Researchers uncover critical link in infection host by malaria parasite

news
28 November 2015

Researchers have uncovered a critical link in the chain of events leading up to the infection of host by the malaria parasite. The work revealed at Center for Infectious Disease Research, Washington, revealed the mechanism of the invasion of the initial target organ, the liver. The parasites cannot multiply without infection of the liver, and neither can they spread to the blood. Illness happens due to the infection of the blood, and spread of the disease, and finally death.

This discovery is significant as it uncovers a vital interaction between the malaria parasite and the infected person. Earlier not much was known about the interaction.

According to researcher Alexix Kaushansky, the molecular details of the discovery would facilitate the design of new drugs and new vaccines.

According to Louis H Miller, head of Malaria Cell Biology Section at the National Institutes of Health, "The findings on the liver receptor EphA2 for malaria parasite sporozoite invasion of liver cells is a critically important advance and might allow us to devise new strategies to block parasite infection."
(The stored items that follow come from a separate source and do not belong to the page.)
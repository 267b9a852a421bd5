//! Feed-forward and recurrent regressors from features to patches.

pub mod layers;
pub mod optim;
pub mod train;

use std::fmt;
use std::path::Path;
use std::str::FromStr;

use rand::rngs::StdRng;
use rand::SeedableRng;
use serde::{Deserialize, Serialize};

use crate::error::{Error, Result};
use crate::files;
use crate::tensor::Tensor;

use layers::{Activation, Dense, Highway, HighwayTrace, Lstm};
pub use train::{fit, EpochRecord, TrainingConfig, TrainingLog};

#[derive(Clone, Copy, Debug, PartialEq, Eq, Hash, Serialize, Deserialize)]
#[serde(rename_all = "snake_case")]
pub enum NeuralFamily {
  Mlp,
  Lstm,
  HwyBlstm,
}

impl NeuralFamily {
  pub fn name(self) -> &'static str {
    match self {
      NeuralFamily::Mlp => "mlp",
      NeuralFamily::Lstm => "lstm",
      NeuralFamily::HwyBlstm => "hwy_blstm",
    }
  }

  pub fn is_sequence(self) -> bool {
    !matches!(self, NeuralFamily::Mlp)
  }
}

impl fmt::Display for NeuralFamily {
  fn fmt(&self, f: &mut fmt::Formatter<'_>) -> fmt::Result {
    f.write_str(self.name())
  }
}

impl FromStr for NeuralFamily {
  type Err = String;

  fn from_str(name: &str) -> std::result::Result<Self, Self::Err> {
    match name {
      "mlp" => Ok(NeuralFamily::Mlp),
      "lstm" => Ok(NeuralFamily::Lstm),
      "hwy_blstm" => Ok(NeuralFamily::HwyBlstm),
      _ => Err(format!("'{}' is not a trainable model (mlp, lstm, hwy_blstm)", name)),
    }
  }
}

#[derive(Clone, Debug, PartialEq, Serialize, Deserialize)]
#[serde(rename_all = "snake_case")]
pub enum Network {
  Mlp {
    layers: Vec<Dense>,
  },
  Lstm {
    lstm: Lstm,
    head: Vec<Dense>,
  },
  HwyBlstm {
    forward: Lstm,
    backward: Lstm,
    highways: Vec<Highway>,
    output: Dense,
  },
}

fn dense_stack(layers: &[Dense], x: &[f32]) -> Vec<Vec<f32>> {
  let mut acts = vec![x.to_vec()];
  for layer in layers {
    let next = layer.forward(acts.last().map(|a| a.as_slice()).unwrap_or(&[]));
    acts.push(next);
  }
  acts
}

fn dense_stack_backward(layers: &[Dense], acts: &[Vec<f32>], dy: Vec<f32>, grads: &mut [Dense]) -> Vec<f32> {
  let mut dy = dy;
  for (l, (layer, grad)) in layers.iter().zip(grads.iter_mut()).enumerate().rev() {
    dy = layer.backward(&acts[l], &acts[l + 1], &dy, grad);
  }
  dy
}

/// MSE gradient and the per-sample loss and absolute error.
fn output_error(y: &[f32], target: &[f32]) -> (Vec<f32>, f32, f32) {
  let n = y.len() as f32;
  let dy = y.iter().zip(target).map(|(a, b)| 2.0 * (a - b) / n).collect();
  let loss = y.iter().zip(target).map(|(a, b)| (a - b).powi(2)).sum::<f32>() / n;
  let mae = y.iter().zip(target).map(|(a, b)| (a - b).abs()).sum::<f32>() / n;
  (dy, loss, mae)
}

impl Network {
  /// Fresh weights for `family` mapping inputs of `input_shape` to `outputs` values.
  pub fn build(
    family: NeuralFamily,
    input_shape: &[usize],
    outputs: usize,
    config: &TrainingConfig,
    rng: &mut StdRng,
  ) -> Result<Network> {
    if outputs == 0 {
      return Err(Error::Shape("cannot build a network with no outputs".to_string()));
    }
    if family.is_sequence() && input_shape.len() != 2 {
      return Err(Error::Shape(format!(
        "{} expects features shaped [frames, coefficients], got {:?}",
        family, input_shape
      )));
    }

    let network = match family {
      NeuralFamily::Mlp => {
        let mut width = input_shape.iter().product::<usize>();
        let mut layers = Vec::with_capacity(config.mlp_layers.len() + 1);
        for &units in &config.mlp_layers {
          layers.push(Dense::new(width, units, Activation::Relu, rng));
          width = units;
        }
        layers.push(Dense::new(width, outputs, Activation::Sigmoid, rng));
        Network::Mlp { layers }
      }
      NeuralFamily::Lstm => {
        let units = config.lstm_units;
        Network::Lstm {
          lstm: Lstm::new(input_shape[1], units, rng),
          head: vec![
            Dense::new(units, units, Activation::Relu, rng),
            Dense::new(units, outputs, Activation::Sigmoid, rng),
          ],
        }
      }
      NeuralFamily::HwyBlstm => {
        let units = config.lstm_units;
        Network::HwyBlstm {
          forward: Lstm::new(input_shape[1], units, rng),
          backward: Lstm::new(input_shape[1], units, rng),
          highways: (0..config.highway_layers).map(|_| Highway::new(2 * units, rng)).collect(),
          output: Dense::new(2 * units, outputs, Activation::Sigmoid, rng),
        }
      }
    };
    Ok(network)
  }

  pub fn zeros_like(&self) -> Network {
    match self {
      Network::Mlp { layers } => Network::Mlp {
        layers: layers.iter().map(Dense::zeros_like).collect(),
      },
      Network::Lstm { lstm, head } => Network::Lstm {
        lstm: lstm.zeros_like(),
        head: head.iter().map(Dense::zeros_like).collect(),
      },
      Network::HwyBlstm {
        forward,
        backward,
        highways,
        output,
      } => Network::HwyBlstm {
        forward: forward.zeros_like(),
        backward: backward.zeros_like(),
        highways: highways.iter().map(Highway::zeros_like).collect(),
        output: output.zeros_like(),
      },
    }
  }

  /// Every parameter tensor in a fixed order shared with [`Network::tensors_mut`].
  pub fn tensors(&self) -> Vec<&Vec<f32>> {
    match self {
      Network::Mlp { layers } => layers.iter().flat_map(Dense::tensors).collect(),
      Network::Lstm { lstm, head } => lstm.tensors().into_iter().chain(head.iter().flat_map(Dense::tensors)).collect(),
      Network::HwyBlstm {
        forward,
        backward,
        highways,
        output,
      } => forward
        .tensors()
        .into_iter()
        .chain(backward.tensors())
        .chain(highways.iter().flat_map(Highway::tensors))
        .chain(output.tensors())
        .collect(),
    }
  }

  pub fn tensors_mut(&mut self) -> Vec<&mut Vec<f32>> {
    match self {
      Network::Mlp { layers } => layers.iter_mut().flat_map(Dense::tensors_mut).collect(),
      Network::Lstm { lstm, head } => lstm
        .tensors_mut()
        .into_iter()
        .chain(head.iter_mut().flat_map(Dense::tensors_mut))
        .collect(),
      Network::HwyBlstm {
        forward,
        backward,
        highways,
        output,
      } => forward
        .tensors_mut()
        .into_iter()
        .chain(backward.tensors_mut())
        .chain(highways.iter_mut().flat_map(Highway::tensors_mut))
        .chain(output.tensors_mut())
        .collect(),
    }
  }

  pub fn add_assign(&mut self, other: &Network) {
    for (mine, theirs) in self.tensors_mut().into_iter().zip(other.tensors()) {
      for (a, b) in mine.iter_mut().zip(theirs) {
        *a += b;
      }
    }
  }

  /// Layer name and parameter count, outermost first.
  pub fn summary(&self) -> Vec<(String, usize)> {
    match self {
      Network::Mlp { layers } => layers
        .iter()
        .enumerate()
        .map(|(i, l)| (format!("dense_{} ({} -> {}, {:?})", i, l.inputs, l.outputs, l.activation), l.param_count()))
        .collect(),
      Network::Lstm { lstm, head } => std::iter::once((format!("lstm ({} units)", lstm.hidden), lstm.param_count()))
        .chain(
          head
            .iter()
            .enumerate()
            .map(|(i, l)| (format!("dense_{} ({} -> {})", i, l.inputs, l.outputs), l.param_count())),
        )
        .collect(),
      Network::HwyBlstm {
        forward,
        backward,
        highways,
        output,
      } => {
        let mut rows = vec![
          (format!("lstm_forward ({} units)", forward.hidden), forward.param_count()),
          (format!("lstm_backward ({} units)", backward.hidden), backward.param_count()),
        ];
        rows.extend(highways.iter().enumerate().map(|(i, h)| (format!("highway_{}", i), h.param_count())));
        rows.push((format!("dense_out ({} -> {})", output.inputs, output.outputs), output.param_count()));
        rows
      }
    }
  }

  pub fn param_count(&self) -> usize {
    self.tensors().iter().map(|t| t.len()).sum()
  }

  fn frames<'x>(&self, x: &'x [f32]) -> Vec<&'x [f32]> {
    let width = match self {
      Network::Mlp { .. } => x.len(),
      Network::Lstm { lstm, .. } => lstm.inputs,
      Network::HwyBlstm { forward, .. } => forward.inputs,
    };
    x.chunks(width.max(1)).collect()
  }

  pub fn predict(&self, x: &[f32]) -> Vec<f32> {
    match self {
      Network::Mlp { layers } => dense_stack(layers, x).pop().unwrap_or_default(),
      Network::Lstm { lstm, head } => {
        let trace = lstm.forward(self.frames(x).into_iter());
        dense_stack(head, trace.last_hidden()).pop().unwrap_or_default()
      }
      Network::HwyBlstm {
        forward,
        backward,
        highways,
        output,
      } => {
        let steps = self.frames(x);
        let mut hidden = forward.forward(steps.iter().copied()).last_hidden().to_vec();
        hidden.extend_from_slice(backward.forward(steps.iter().rev().copied()).last_hidden());
        for highway in highways {
          hidden = highway.forward(&hidden).y;
        }
        output.forward(&hidden)
      }
    }
  }

  /// Forward and backward pass for one sample, adding its MSE gradient into `grads`.
  /// Returns the sample's loss and mean absolute error.
  pub fn accumulate(&self, x: &[f32], target: &[f32], grads: &mut Network) -> (f32, f32) {
    match (self, grads) {
      (Network::Mlp { layers }, Network::Mlp { layers: g }) => {
        let acts = dense_stack(layers, x);
        let (dy, loss, mae) = output_error(&acts[acts.len() - 1], target);
        dense_stack_backward(layers, &acts, dy, g);
        (loss, mae)
      }
      (Network::Lstm { lstm, head }, Network::Lstm { lstm: g_lstm, head: g_head }) => {
        let steps = self.frames(x);
        let trace = lstm.forward(steps.iter().copied());
        let acts = dense_stack(head, trace.last_hidden());
        let (dy, loss, mae) = output_error(&acts[acts.len() - 1], target);
        let dh = dense_stack_backward(head, &acts, dy, g_head);
        lstm.backward(&steps, &trace, &dh, g_lstm);
        (loss, mae)
      }
      (
        Network::HwyBlstm {
          forward,
          backward,
          highways,
          output,
        },
        Network::HwyBlstm {
          forward: g_forward,
          backward: g_backward,
          highways: g_highways,
          output: g_output,
        },
      ) => {
        let steps = self.frames(x);
        let reversed: Vec<&[f32]> = steps.iter().rev().copied().collect();
        let fwd = forward.forward(steps.iter().copied());
        let bwd = backward.forward(reversed.iter().copied());

        let mut hidden = fwd.last_hidden().to_vec();
        hidden.extend_from_slice(bwd.last_hidden());
        let mut inputs = Vec::with_capacity(highways.len());
        let mut traces: Vec<HighwayTrace> = Vec::with_capacity(highways.len());
        for highway in highways {
          let trace = highway.forward(&hidden);
          inputs.push(std::mem::replace(&mut hidden, trace.y.clone()));
          traces.push(trace);
        }
        let y = output.forward(&hidden);
        let (dy, loss, mae) = output_error(&y, target);

        let mut dh = output.backward(&hidden, &y, &dy, g_output);
        for (l, highway) in highways.iter().enumerate().rev() {
          dh = highway.backward(&inputs[l], &traces[l], &dh, &mut g_highways[l]);
        }
        let (dh_fwd, dh_bwd) = dh.split_at(forward.hidden);
        forward.backward(&steps, &fwd, dh_fwd, g_forward);
        backward.backward(&reversed, &bwd, dh_bwd, g_backward);
        (loss, mae)
      }
      _ => unreachable!("gradient buffers are always built with zeros_like"),
    }
  }
}

/// A trained network together with the shapes it was trained on.
#[derive(Clone, Debug, PartialEq, Serialize, Deserialize)]
pub struct Model {
  pub family: NeuralFamily,
  /// Shape of one feature item, without the sample axis.
  pub input_shape: Vec<usize>,
  pub output_size: usize,
  pub network: Network,
}

impl Model {
  pub fn build(
    family: NeuralFamily,
    input_shape: &[usize],
    output_size: usize,
    config: &TrainingConfig,
    seed: Option<u64>,
  ) -> Result<Model> {
    let mut rng = match seed {
      Some(seed) => StdRng::seed_from_u64(seed),
      None => StdRng::from_entropy(),
    };
    let network = Network::build(family, input_shape, output_size, config, &mut rng)?;
    Ok(Model {
      family,
      input_shape: input_shape.to_vec(),
      output_size,
      network,
    })
  }

  pub fn input_len(&self) -> usize {
    self.input_shape.iter().product()
  }

  pub fn predict(&self, features: &Tensor) -> Result<Vec<f32>> {
    if features.len() != self.input_len() {
      return Err(Error::Shape(format!(
        "{} model expects {:?} features, got {:?}",
        self.family, self.input_shape, features.shape
      )));
    }
    Ok(self.network.predict(&features.data))
  }

  pub fn log_summary(&self) {
    log::info!("{} model, input {:?}, {} outputs", self.family, self.input_shape, self.output_size);
    for (layer, params) in self.network.summary() {
      log::info!("  {:<40} {:>10}", layer, params);
    }
    log::info!("  {:<40} {:>10}", "total parameters", self.network.param_count());
  }

  pub fn save(&self, path: &Path) -> Result<()> {
    files::write_json(path, self)?;
    log::info!("saved {} model to {}", self.family, path.display());
    Ok(())
  }

  pub fn load(path: &Path) -> Result<Model> {
    let model: Model = files::read_required(path, Error::MissingModel)?;
    log::debug!("loaded {} model from {}", model.family, path.display());
    Ok(model)
  }
}

#[cfg(test)]
mod tests {
  use super::*;
  use tempdir::TempDir;

  fn config() -> TrainingConfig {
    TrainingConfig {
      mlp_layers: vec![8],
      lstm_units: 4,
      highway_layers: 2,
      ..TrainingConfig::default()
    }
  }

  #[test]
  fn test_outputs_stay_in_unit_range() {
    let x: Vec<f32> = (0..12).map(|i| i as f32 - 6.0).collect();
    for family in [NeuralFamily::Mlp, NeuralFamily::Lstm, NeuralFamily::HwyBlstm] {
      let model = Model::build(family, &[4, 3], 5, &config(), Some(1)).unwrap();
      let y = model.predict(&Tensor::new(vec![4, 3], x.clone()).unwrap()).unwrap();
      assert_eq!(y.len(), 5);
      assert!(y.iter().all(|v| (0.0..=1.0).contains(v)), "{}: {:?}", family, y);
    }
  }

  #[test]
  fn test_sequence_models_need_frames() {
    let result = Model::build(NeuralFamily::Lstm, &[12], 5, &config(), Some(1));
    assert!(matches!(result, Err(Error::Shape(_))));
  }

  #[test]
  fn test_gradient_buffers_match_weights() {
    let model = Model::build(NeuralFamily::HwyBlstm, &[4, 3], 2, &config(), Some(2)).unwrap();
    let mut grads = model.network.zeros_like();
    let x = vec![0.1; 12];
    let (loss, _) = model.network.accumulate(&x, &[0.2, 0.8], &mut grads);
    assert!(loss.is_finite());
    let sizes: Vec<usize> = model.network.tensors().iter().map(|t| t.len()).collect();
    let grad_sizes: Vec<usize> = grads.tensors().iter().map(|t| t.len()).collect();
    assert_eq!(sizes, grad_sizes);
    assert!(grads.tensors().iter().any(|t| t.iter().any(|&g| g != 0.0)));
  }

  #[test]
  fn test_save_load() {
    let tmp = TempDir::new("model").unwrap();
    let path = tmp.path().join("lstm.json");
    let model = Model::build(NeuralFamily::Lstm, &[4, 3], 2, &config(), Some(3)).unwrap();
    model.save(&path).unwrap();
    assert_eq!(Model::load(&path).unwrap(), model);
    assert!(matches!(Model::load(&tmp.path().join("mlp.json")), Err(Error::MissingModel(_))));
  }
}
The discovery was made through collaborative research between the laboratories of researchers Stefan Kappe, Noah Sather, and Alexis Kaushansky. The combination of cross-disciplinary, collaborative research and technological approaches has allowed this type of discovery to be possible.

The center has pioneered the systems biology approach to research, which utilises state-of-the-art technology, fosters collaboration between scientists, and allows for a comprehensive understanding of the interactions between pathogens and their hosts. This method provides an essential path the transformative advances needed to prevent and treat the world's deadliest infectious diseases.

The full manuscript detailing the researchers' findings titled "Malaria parasites target the hepatocyte receptor EphA2 for successful host infection," was published in the November edition of Science magazine.